Caminó lentamente, con las manos cruzadas tras la espalda mientras continuaba, su voz firme.
—La gente sigue señalando la Planta Nuclear de Bataan como un proyecto fallido.
Pero eso fue hace cuarenta años.
La tecnología ha evolucionado diez veces desde entonces.
Si construyéramos una hoy usando estándares modernos, sería una de las instalaciones más seguras de Asia.
Y si hubiéramos activado Bataan cuando se completó por primera vez, no estaríamos pagando unos de los precios de electricidad más altos de la región ahora mismo.
Mel asintió en acuerdo.
—Es cierto.
Muchos analistas han dicho lo mismo.
Timothy miró hacia la cámara.
—Necesitamos dejar de tratar la palabra ‘nuclear’ como si fuera tabú.
Estados Unidos, Francia, Corea del Sur, Japón e incluso China dependen de ella para el progreso.
Mientras tanto, seguimos quemando carbón y gas importados, fingiendo que es más barato, cuando en realidad, está drenando nuestra economía.

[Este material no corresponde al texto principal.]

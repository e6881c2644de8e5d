use std::collections::BTreeSet;
use std::fs;

use agentkit_lib::component::ComponentId;
use agentkit_lib::sync::{ChangeKind, Status, SyncError, SyncOptions, apply_sync, plan_sync};
use agentkit_lib::tools::Tool;
use serde_json::json;

use super::common::{Fixture, all_set, ids};

#[tokio::test]
async fn file_component_round_trip() {
  let fx = Fixture::with_tools(&[Tool::Claude]);
  fx.write_repo("commands/deploy.md", "# Deploy v1\n");
  let target = fx.project.join(".claude/commands/deploy.md");

  assert_eq!(fx.status_of("command:deploy", &all_set), Status::Available);

  let report = fx.sync(&["command:deploy"], &SyncOptions::default()).await;
  assert_eq!(report.installed, vec!["command:deploy".parse::<ComponentId>().unwrap()]);
  assert_eq!(fs::read_to_string(&target).unwrap(), "# Deploy v1\n");
  assert_eq!(fx.status_of("command:deploy", &all_set), Status::Installed);

  fx.write_repo("commands/deploy.md", "# Deploy v2\n");
  assert_eq!(fx.status_of("command:deploy", &all_set), Status::Outdated);

  let report = fx.sync(&["command:deploy"], &SyncOptions::default()).await;
  assert_eq!(report.updated.len(), 1);
  assert!(report.backups.is_empty(), "unexpected backups: {:?}", report.backups);
  assert_eq!(fs::read_to_string(&target).unwrap(), "# Deploy v2\n");
  assert!(!fx.project.join(".claude/commands/deploy.md.bak").exists());

  let report = fx.sync(&[], &SyncOptions::default()).await;
  assert_eq!(report.removed.len(), 1);
  assert!(!target.exists());
  assert_eq!(fx.status_of("command:deploy", &all_set), Status::Available);
}

#[tokio::test]
async fn user_file_in_the_way_is_backed_up() {
  let fx = Fixture::with_tools(&[Tool::Claude]);
  fx.write_repo("agents/reviewer.md", "# Reviewer\n");
  fx.write_project(".claude/agents/reviewer.md", "# my own reviewer\n");

  let report = fx.sync(&["agent:reviewer"], &SyncOptions::default()).await;

  let backup = fx.project.join(".claude/agents/reviewer.md.bak");
  assert_eq!(report.backups, vec![backup.clone()]);
  assert_eq!(fs::read_to_string(backup).unwrap(), "# my own reviewer\n");
}

#[tokio::test]
async fn skill_update_replaces_untouched_copy_without_backup() {
  let fx = Fixture::with_tools(&[Tool::Claude]);
  fx.write_repo("skills/review/SKILL.md", "# Review v1\n");
  fx.sync(&["skill:review"], &SyncOptions::default()).await;

  fx.write_repo("skills/review/SKILL.md", "# Review v2\n");
  let report = fx.sync(&["skill:review"], &SyncOptions::default()).await;

  assert_eq!(report.updated, vec!["skill:review".parse::<ComponentId>().unwrap()]);
  assert!(report.backups.is_empty());
  assert!(!fx.project.join(".claude/skills/review.bak").exists());
  assert_eq!(
    fs::read_to_string(fx.project.join(".claude/skills/review/SKILL.md")).unwrap(),
    "# Review v2\n"
  );
}

#[tokio::test]
async fn user_edited_install_is_backed_up_on_update() {
  let fx = Fixture::with_tools(&[Tool::Claude]);
  fx.write_repo("commands/deploy.md", "# Deploy v1\n");
  fx.sync(&["command:deploy"], &SyncOptions::default()).await;

  fx.write_project(".claude/commands/deploy.md", "# Deploy v1 plus my notes\n");
  fx.write_repo("commands/deploy.md", "# Deploy v2\n");
  let report = fx.sync(&["command:deploy"], &SyncOptions::default()).await;

  let backup = fx.project.join(".claude/commands/deploy.md.bak");
  assert_eq!(report.backups, vec![backup.clone()]);
  assert_eq!(fs::read_to_string(backup).unwrap(), "# Deploy v1 plus my notes\n");
}

#[tokio::test]
async fn second_sync_is_a_no_op() {
  let fx = Fixture::with_tools(&[Tool::Claude, Tool::Cursor]);
  fx.write_repo("skills/review/SKILL.md", "# Review\n");
  fx.write_repo("hooks/notify.json", r#"{"stop":[{"command":"notify-send done"}]}"#);
  let selection = ["skill:review", "hook:notify"];

  let first = fx.sync(&selection, &SyncOptions::default()).await;
  assert_eq!(first.installed.len(), 2);
  assert!(fx.project.join(".cursor/skills/review/SKILL.md").exists());

  let claude_before = fs::read_to_string(fx.project.join(".claude/settings.json")).unwrap();
  let plan = fx.plan(&selection, &all_set);
  assert!(plan.is_empty(), "unexpected changes: {:?}", plan.changes);

  let second = fx.sync(&selection, &SyncOptions::default()).await;
  assert!(second.is_empty());
  assert_eq!(fs::read_to_string(fx.project.join(".claude/settings.json")).unwrap(), claude_before);
}

#[tokio::test]
async fn missing_environment_gates_install_until_set_or_overridden() {
  let fx = Fixture::with_tools(&[Tool::Claude]);
  fx.write_repo(
    "mcp/github.json",
    r#"{"command":"gh-mcp","env":{"GITHUB_TOKEN":"${AGENTKIT_IT_TOKEN}"}}"#,
  );
  let unset = |_: &str| false;

  assert_eq!(fx.status_of("mcpServer:github", &unset), Status::MissingEnvironment);
  assert_eq!(fx.status_of("mcpServer:github", &all_set), Status::Available);

  let skipped = fx.sync_with_env(&["mcpServer:github"], &SyncOptions::default(), &unset).await;
  assert_eq!(skipped.skipped_env.len(), 1);
  assert!(!fx.project.join(".mcp.json").exists());

  let options = SyncOptions {
    env_overrides: ids(&["mcpServer:github"]),
    ..Default::default()
  };
  let report = fx.sync_with_env(&["mcpServer:github"], &options, &unset).await;
  assert_eq!(report.installed.len(), 1);
  assert_eq!(
    fx.read_project_json(".mcp.json")["mcpServers"]["github"],
    json!({ "command": "gh-mcp", "env": { "GITHUB_TOKEN": "${AGENTKIT_IT_TOKEN}" }, "_agentkit": "github" })
  );

  // Once installed, the variable being set turns the status into plain installed
  assert_eq!(fx.status_of("mcpServer:github", &unset), Status::MissingEnvironment);
  assert_eq!(fx.status_of("mcpServer:github", &all_set), Status::Installed);
}

#[tokio::test]
async fn user_owned_server_conflict_fails_only_that_component() {
  let fx = Fixture::with_tools(&[Tool::Claude]);
  fx.write_repo("mcp/github.json", r#"{"command":"gh-mcp"}"#);
  fx.write_repo("commands/deploy.md", "# Deploy\n");
  fx.write_project(".mcp.json", r#"{"mcpServers":{"github":{"command":"mine"}}}"#);

  let report = fx.sync(&["mcpServer:github", "command:deploy"], &SyncOptions::default()).await;

  assert_eq!(report.installed, vec!["command:deploy".parse::<ComponentId>().unwrap()]);
  assert_eq!(report.failed.len(), 1);
  assert_eq!(report.failed[0].id.to_string(), "mcpServer:github");
  assert_eq!(
    fx.read_project_json(".mcp.json")["mcpServers"]["github"],
    json!({ "command": "mine" })
  );
  assert!(fx.target().tracker().read().lookup(&report.failed[0].id).is_none());
}

#[tokio::test]
async fn dry_run_writes_nothing() {
  let fx = Fixture::with_tools(&[Tool::Claude]);
  fx.write_repo("commands/deploy.md", "# Deploy\n");

  let options = SyncOptions {
    dry_run: true,
    ..Default::default()
  };
  let report = fx.sync(&["command:deploy"], &options).await;

  assert!(report.dry_run);
  assert_eq!(report.installed.len(), 1);
  assert!(!fx.project.join(".claude/commands").exists());
  assert!(!fx.project.join(".agentkit").exists());
}

#[tokio::test]
async fn unusable_tracker_location_aborts_before_any_write() {
  let fx = Fixture::with_tools(&[Tool::Claude]);
  fx.write_repo("commands/deploy.md", "# Deploy\n");
  fx.write_project(".agentkit", "blocking file");

  let catalog = fx.catalog();
  let project = fx.target();
  let plan = plan_sync(&catalog, &ids(&["command:deploy"]), &project.tracker().read(), &project, &all_set);
  let result = apply_sync(&plan, &catalog, &project, &SyncOptions::default()).await;

  assert!(matches!(result, Err(SyncError::TrackerLocation(_))));
  assert!(!fx.project.join(".claude/commands/deploy.md").exists());
}

#[tokio::test]
async fn default_tool_is_used_when_none_detected() {
  let fx = Fixture::new();
  fx.write_repo("commands/deploy.md", "# Deploy\n");

  fx.sync(&["command:deploy"], &SyncOptions::default()).await;
  assert!(fx.project.join(".claude/commands/deploy.md").exists());
}

#[tokio::test]
async fn descriptor_removed_from_catalog_is_cleaned_up() {
  let fx = Fixture::with_tools(&[Tool::Claude]);
  fx.write_repo("mcp/github.json", r#"{"command":"gh-mcp"}"#);
  fx.sync(&["mcpServer:github"], &SyncOptions::default()).await;

  fs::remove_file(fx.repo.join("mcp/github.json")).unwrap();
  let plan = fx.plan(&["mcpServer:github"], &all_set);
  assert_eq!(plan.unknown.len(), 1);
  assert_eq!(
    plan.changes.iter().map(|c| c.kind).collect::<Vec<_>>(),
    vec![ChangeKind::Remove]
  );

  let report = fx.sync(&["mcpServer:github"], &SyncOptions::default()).await;
  assert_eq!(report.removed.len(), 1);
  assert_eq!(fx.read_project_json(".mcp.json"), json!({}));
  assert_eq!(fx.target().tracker().read().tracked_ids(), BTreeSet::new());
}
mod hooks_tests;
mod orphan_tests;
mod sync_tests;
use super::{compile, control_slot, ParsedIdentifier};
use crate::tables::NIF_CHECK_LETTERS;
use crate::IdentifierFamily;
use lazy_static::lazy_static;
use regex::Regex;

const NUMERAL_LENGTH: usize = 8;

lazy_static! {
    static ref WITH_CONTROL: Regex = compile(&pattern(true));
    static ref OPTIONAL_CONTROL: Regex = compile(&pattern(false));
}

pub fn pattern(require_control: bool) -> String {
    let letters: String = NIF_CHECK_LETTERS.iter().collect();
    format!(
        "^[0-9]{{{NUMERAL_LENGTH}}}{}$",
        control_slot(&letters, require_control)
    )
}

pub fn parse(value: &str, require_control: bool) -> Option<ParsedIdentifier<'_>> {
    let regex: &Regex = if require_control {
        &WITH_CONTROL
    } else {
        &OPTIONAL_CONTROL
    };
    regex
        .is_match(value)
        .then(|| ParsedIdentifier::split(IdentifierFamily::Nif, value, false, NUMERAL_LENGTH))
}
// This blocks accidental use of `println`. If one is actually needed, you can
// override with `#[allow(clippy::print_stdout)]`.
#![deny(clippy::print_stdout)]

mod checksum;
mod classifier;
mod description;
mod error;
mod family;
mod format;
mod observability;
mod options;
mod secondary_validation;
mod stats;
mod tables;
mod validation;

// This is the public API of the library
pub use checksum::{
    cif_check_number, cif_control, cif_weighted_sum, expected_control, nif_control_letter,
    nif_payload, ExpectedControl,
};
pub use classifier::guess_family;
pub use description::{
    describe, ChecksumFormula, ErrorMessages, FamilyDescription, OrganizationGroup,
};
pub use error::{ErrorKind, ValidationError};
pub use family::{IdentifierFamily, UnknownDocumentType};
pub use format::{parse as parse_identifier, ParsedIdentifier};
pub use observability::labels::Labels;
pub use options::ValidationOptions;
pub use secondary_validation::{CifChecksum, NieChecksum, NifChecksum, Validator};
pub use stats::{CLASSIFIER_GUESSES, VALIDATION_COUNT};
pub use tables::{
    organization_category, OrganizationCategory, CIF_CHECK_CHARACTERS, CIF_ORGANIZATION_TABLE,
    NIE_LEADING_LETTERS, NIF_CHECK_LETTERS,
};
pub use validation::{
    validate, validate_cif, validate_guessed, validate_nie, validate_nif, validate_other,
    ValidationOutcome,
};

Si queremos atraer inversores, crear industrias y asegurar nuestro futuro, tenemos que ser energéticamente independientes.
Mi sueño es que algún día Filipinas exporte energía —no la importe.
Quiero ver a nuestros ingenieros dirigiendo plantas, a nuestros científicos desarrollando reactores, a nuestros estudiantes creyendo que pueden cambiar algo real.
Pero no podemos hacer eso si estamos encadenados por leyes obsoletas y monopolios.
—Bueno…
puedo sentir la pasión en tu voz, Sr.
Guerrero.
Lo tendremos en cuenta.
Ahora, ya que requiere intervención gubernamental, ¿eres consciente de que las elecciones están cerca?
El próximo año.
¿Cuáles son tus pensamientos sobre el clima político de Filipinas y por qué crees que puede ser un factor para el crecimiento de la industria aquí en el país?
Timothy respiró hondo.
«Esto está a punto de volverse político».